Majority of the sub-grades of the natural clay may be improved with only a single
injection. Multi-injection may be used in case of certain man-made fills like sanitary fills, soils
interlayered with granular materials, zones of soft soils, and soils with pockets or lenses. The
main instance when the slurry injection technique can be used is when there is need of improving
the foundation soil properties instead of demolition due to economic reasons. This technique
enables preservation and structural rehabilitation of the structure with positive environmental
impact.
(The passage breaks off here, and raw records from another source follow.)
use axum::{Json, extract::State};
use serde::Serialize;
use utoipa::ToSchema;

use crate::common::AppState;

#[derive(Debug, Serialize, ToSchema)]
pub struct HealthResponse {
    pub status: String,
    /// Refresh tasks with a live periodic timer
    pub armed_tasks: Vec<String>,
}

/// Health check endpoint
///
/// Returns 200 OK while the process is up, whether or not the weather
/// station is currently reachable.
#[utoipa::path(
    get,
    path = "/healthz",
    responses(
        (status = 200, description = "Service is healthy", body = HealthResponse),
    ),
    tag = "health"
)]
pub async fn healthz(State(state): State<AppState>) -> Json<HealthResponse> {
    Json(HealthResponse {
        status: "ok".to_string(),
        armed_tasks: state
            .scheduler
            .armed()
            .into_iter()
            .map(|kind| kind.name().to_string())
            .collect(),
    })
}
The types of soil improvement stabilization discussed in this report include fly ash
stabilization, cement stabilization, and lime stabilization (Hansbo, 2010).
Lime Stabilization
Lime stabilizations refer to the process of soil stabilization through the addition of
products of limestone such as calcium hydroxide, Ca(OH)2 or calcium oxide, CaO (quicklime).
Quicklime is more efficient soil stabilizer compared to hydrated lime. However, when calcium
oxide is added to the slurry from it results in a higher strength than when added in powder form.
When lime is used in the stabilization of clay soil, it forms calcium silicate gel which binds and
coats together clay lumps and occupies the soil pores (Hawkins, 2009).
The reaction proceeds only in the presence of water which has the ability to carry
hydroxyl and calcium ions to the clay minerals surfaces. Lime stabilization tends not to be
efficient in organic soils because organic matter impedes hydration. The quantity of water used
in lime stabilization depends on the compaction requirements but when quicklime is used then
extra water is needed (Johnson, 2011).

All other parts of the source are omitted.